Web Crawlers

Heard on annother thread @simon mention that there is a setting to stop/smash crawlers, can’t find this setting how to do this does anyone know where this is and how it works?

Had an unusual spike of 48 crawlers at my site July 14th, I don’t like these little buggers what are they doing?

Search site settings for “crawler”. You can block or slow down by user agent.

At least some index your site to have it appear in search engines. You probably do like that.

9 Likes

Also, have a look at the “Web Crawler User Agents” report to get the name of the crawler that’s causing the issue:

6 Likes

Thanks found that now, I see there are five crawler names blocked by default I guess they are known problem spiders.

Looks like there is an option to use allow-list for good crawlers, which if used automatically denies entry to all other electric bug beings, don’t know what the good ones may be?

Found the web crawler user agent reports, top ones are "YandexBox/3.0 and
CensysInspect/1.1

https://about.censys.io/

Would be good to show up on some search engines for customers need those.

Have been getting a lot of calls from marketing companies that charge subscription service for help with that and website building could be good but kind of annoying all these calls about that.

Worth noting that user agents are totally easy to spoof. If it’s Google, you can be pretty sure it will say so. But just because it says it’s Google, that means nothing.

(Same situation as robots.txt, these are mechanisms which assume trust. Untrustworthy parties can just play by different rules.)

2 Likes

Sneaky imposters even worse than weasels they can be:

"# How to check that a robot belongs to Yandex

Some robots can disguise themselves as Yandex robots by indicating the relevant User Agent. You can check the authenticity of a robot using reverse DNS lookup.

Just follow these steps:

  1. Determine the IP address of the user agent in question using your server logs.

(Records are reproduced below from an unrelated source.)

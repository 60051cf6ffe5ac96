/*
 * Copyright Amazon.com, Inc. or its affiliates. All Rights Reserved.
 * SPDX-License-Identifier: Apache-2.0
 */

use std::fmt;

use async_trait::async_trait;

use crate::error::Error;
use crate::http::HttpRequest;

mod client;
mod credentials;
mod identity;
mod signing;

pub use self::client::AuthenticatedClient;
pub use self::credentials::{CredentialStore, NoopCredentialStore, Tokens};
pub use self::identity::{AuthEndpoints, DelegatedIdentity, DeviceProfile, Identity, IdentityBuilder};
pub use self::signing::{
    DeviceSigner, Secp256k1Signer, SigningContext, SigningRegistry, SigningState,
};

/// The credential and signature generations a request was signed with.
///
/// Repairs only run when the generation they were triggered by is still current. A worker that
/// lost the race to another worker's repair simply re-issues its request.
#[derive(Debug, Clone, Copy, PartialEq, Eq)]
pub struct RequestTicket {
    /// Generation of the access credential used
    pub credential_generation: u64,
    /// Generation of the device session used
    pub session_generation: u64,
}

/// Something that can sign requests for one identity and repair its own authentication state.
#[async_trait]
pub trait Authority: Send + Sync + fmt::Debug {
    /// The identity the requests are made on behalf of
    fn user_id(&self) -> &str;

    /// The current access credential
    async fn access_token(&self) -> String;

    /// Add authentication headers to `request`.
    async fn sign_request(&self, request: &mut HttpRequest) -> Result<RequestTicket, Error>;

    /// Refresh the access credential, unless it already changed since `ticket` was issued.
    async fn refresh_credential(&self, ticket: RequestTicket) -> Result<(), Error>;

    /// Re-create the device session, unless it already changed since `ticket` was issued.
    async fn recreate_session(&self, ticket: RequestTicket) -> Result<(), Error>;
}
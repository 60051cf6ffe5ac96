/*
 * Copyright Amazon.com, Inc. or its affiliates. All Rights Reserved.
 * SPDX-License-Identifier: Apache-2.0
 */

use std::sync::Arc;

use crate::error::Error;
use crate::io::ContentStream;
use crate::operation::upload::api::UploadApi;
use crate::operation::upload::progress::ProgressListener;
use crate::operation::upload::session::UploadSession;
use crate::types::DuplicatePolicy;

use super::{UploadHandle, UploadInputBuilder};

/// Fluent builder for constructing a single upload transfer
#[derive(Debug)]
pub struct UploadFluentBuilder {
    handle: Arc<crate::client::Handle>,
    inner: UploadInputBuilder,
}

impl UploadFluentBuilder {
    pub(crate) fn new(handle: Arc<crate::client::Handle>) -> Self {
        Self {
            handle,
            inner: ::std::default::Default::default(),
        }
    }

    /// Initiate the upload.
    ///
    /// The transfer runs in the background, use the returned handle to wait for or cancel it.
    /// Must be called from within a tokio runtime.
    pub fn initiate(self) -> Result<UploadHandle, Error> {
        let input = self.inner.build()?;
        crate::operation::upload::Upload::orchestrate(self.handle, input)
    }

    /// The remote service the upload is driven through
    pub fn api(mut self, api: Arc<dyn UploadApi>) -> Self {
        self.inner = self.inner.api(api);
        self
    }

    /// Folder the upload is placed in
    pub fn parent_id(mut self, input: impl Into<String>) -> Self {
        self.inner = self.inner.parent_id(input);
        self
    }

    /// Name of the uploaded object
    pub fn name(mut self, input: impl Into<String>) -> Self {
        self.inner = self.inner.name(input);
        self
    }

    /// Name collision handling
    pub fn duplicate(mut self, input: DuplicatePolicy) -> Self {
        self.inner = self.inner.duplicate(input);
        self
    }

    /// Content to upload
    pub fn body(mut self, input: ContentStream) -> Self {
        self.inner = self.inner.body(input);
        self
    }

    /// Transfer the content through an already opened session
    pub fn session(mut self, input: UploadSession) -> Self {
        self.inner = self.inner.session(input);
        self
    }

    /// Called with monotonically increasing percentages in `[0, 100]`
    pub fn progress(mut self, callback: impl Fn(f64) + Send + Sync + 'static) -> Self {
        self.inner = self.inner.progress(ProgressListener::new(callback));
        self
    }

    /// Override the client's rapid upload setting for this upload
    pub fn rapid_upload(mut self, enabled: bool) -> Self {
        self.inner = self.inner.rapid_upload(enabled);
        self
    }
}

impl crate::operation::upload::input::UploadInputBuilder {
    /// Initiate an upload with this input using the given client.
    pub fn initiate_with(self, client: &crate::Client) -> Result<UploadHandle, Error> {
        let mut fluent_builder = client.upload();
        fluent_builder.inner = self;
        fluent_builder.initiate()
    }
}
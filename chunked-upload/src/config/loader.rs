/*
 * Copyright Amazon.com, Inc. or its affiliates. All Rights Reserved.
 * SPDX-License-Identifier: Apache-2.0
 */

use std::env;
use std::str::FromStr;

use crate::config::Builder;
use crate::http::SharedHttpClient;
use crate::metrics::Throughput;
use crate::{
    types::{ConcurrencySetting, PartSize},
    Config,
};

const ENV_THREADS: &str = "CHUNKED_UPLOAD_THREADS";
const ENV_PART_SIZE: &str = "CHUNKED_UPLOAD_PART_SIZE";
const ENV_MAX_RATE: &str = "CHUNKED_UPLOAD_MAX_RATE";
const ENV_RAPID: &str = "CHUNKED_UPLOAD_RAPID";

/// Load [`Config`] from the environment.
///
/// Explicit settings on the loader win over environment variables:
///
/// * `CHUNKED_UPLOAD_THREADS` - maximum parts in flight
/// * `CHUNKED_UPLOAD_PART_SIZE` - fallback part size in bytes
/// * `CHUNKED_UPLOAD_MAX_RATE` - bandwidth ceiling, e.g. `4194304` or `4 MiB/s`
/// * `CHUNKED_UPLOAD_RAPID` - `true`/`1` to attempt rapid upload
#[derive(Default, Debug)]
pub struct ConfigLoader {
    part_size: Option<PartSize>,
    concurrency: Option<ConcurrencySetting>,
    max_upload_rate: Option<Throughput>,
    rapid_upload: Option<bool>,
    http_client: Option<SharedHttpClient>,
}

impl ConfigLoader {
    /// Part size to use when the remote service does not negotiate one.
    pub fn part_size(mut self, part_size: PartSize) -> Self {
        self.part_size = Some(part_size);
        self
    }

    /// Set the maximum number of parts in flight for a single upload.
    pub fn concurrency(mut self, concurrency: ConcurrencySetting) -> Self {
        self.concurrency = Some(concurrency);
        self
    }

    /// Limit the combined throughput of all part uploads.
    pub fn max_upload_rate(mut self, rate: Throughput) -> Self {
        self.max_upload_rate = Some(rate);
        self
    }

    /// Attempt the content hash short-circuit before transferring any part.
    pub fn rapid_upload(mut self, enabled: bool) -> Self {
        self.rapid_upload = Some(enabled);
        self
    }

    /// Use an explicit HTTP client instead of the default `reqwest` based one.
    pub fn http_client(mut self, client: SharedHttpClient) -> Self {
        self.http_client = Some(client);
        self
    }

    /// Load the default configuration
    ///
    /// If fields have been overridden during builder construction, the override values will be
    /// used. Otherwise, the environment is consulted and then the default values are used.
    pub async fn load(self) -> Config {
        let mut builder = Builder::default();

        if let Some(part_size) = self
            .part_size
            .or_else(|| from_env::<u64>(ENV_PART_SIZE).map(PartSize::Target))
        {
            builder = builder.part_size(part_size);
        }
        if let Some(concurrency) = self
            .concurrency
            .or_else(|| from_env::<usize>(ENV_THREADS).map(ConcurrencySetting::Explicit))
        {
            builder = builder.concurrency(concurrency);
        }
        builder =
            builder.set_max_upload_rate(self.max_upload_rate.or_else(|| from_env(ENV_MAX_RATE)));
        if let Some(rapid) = self.rapid_upload.or_else(|| rapid_from_env(ENV_RAPID)) {
            builder = builder.rapid_upload(rapid);
        }
        let http_client = self
            .http_client
            .unwrap_or_else(crate::http::default_client);

        builder.http_client(http_client).build()
    }
}

fn from_env<T: FromStr>(name: &str) -> Option<T> {
    let value = env::var(name).ok()?;
    match value.parse() {
        Ok(parsed) => Some(parsed),
        Err(_) => {
            tracing::warn!("ignoring invalid value for {name}: {value:?}");
            None
        }
    }
}

fn rapid_from_env(name: &str) -> Option<bool> {
    let value = env::var(name).ok()?;
    match value.to_ascii_lowercase().as_str() {
        "1" | "true" | "yes" => Some(true),
        "0" | "false" | "no" => Some(false),
        _ => {
            tracing::warn!("ignoring invalid value for {name}: {value:?}");
            None
        }
    }
}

  2. Use a reverse DNS lookup of the IP address to determine the host domain name.

  3. Check whether the host belongs to Yandex. All Yandex robot names end in yandex.ru, yandex.net or yandex.com. If the host name has a different ending, the robot does not belong to Yandex.

  4. Make sure that the name is correct. Use a forward DNS lookup to get the IP address corresponding to the host name. It should match the IP address used in the reverse DNS lookup. If the IP addresses do not match it means that the host name is fake."

There’s also a guide here you can refer to:

2 Likes

Do you happen to know if web crawlers like these index sites for voice search systems?

I get a few automated calls every day about my company not being registered with the main a.i. voice search engines, this seems to be just third party companies that do that and not sure if this is legitimate what they do.

Specifically: charging a subscription service to “register” a company on search, or aid in companies showing up on the first page of search results.

I don’t know. I doubt it.

I have interacted with some people that I think can actually help with this, some using legitimate methods. They seem to be the exception in my estimation.

1 Like

I don’t know anything about voice search either, and don’t even necessarily want for my company to ever be indexed by those.

This is important to remember especially these days, scammers are getting more sophisticated.

The calls I get often say “your google listing has been flagged for review,” which suggests it is google calling, but google never calls. Some companies do call themself a “google partner company,” not sure what that means if that is even a thing.

1 Like

Heard from one rep there are about/at least 40 different companies that do this, call start up companies to register them on voice search platforms, that explains why so many calls.

This topic was automatically closed 30 days after the last reply. New replies are no longer allowed.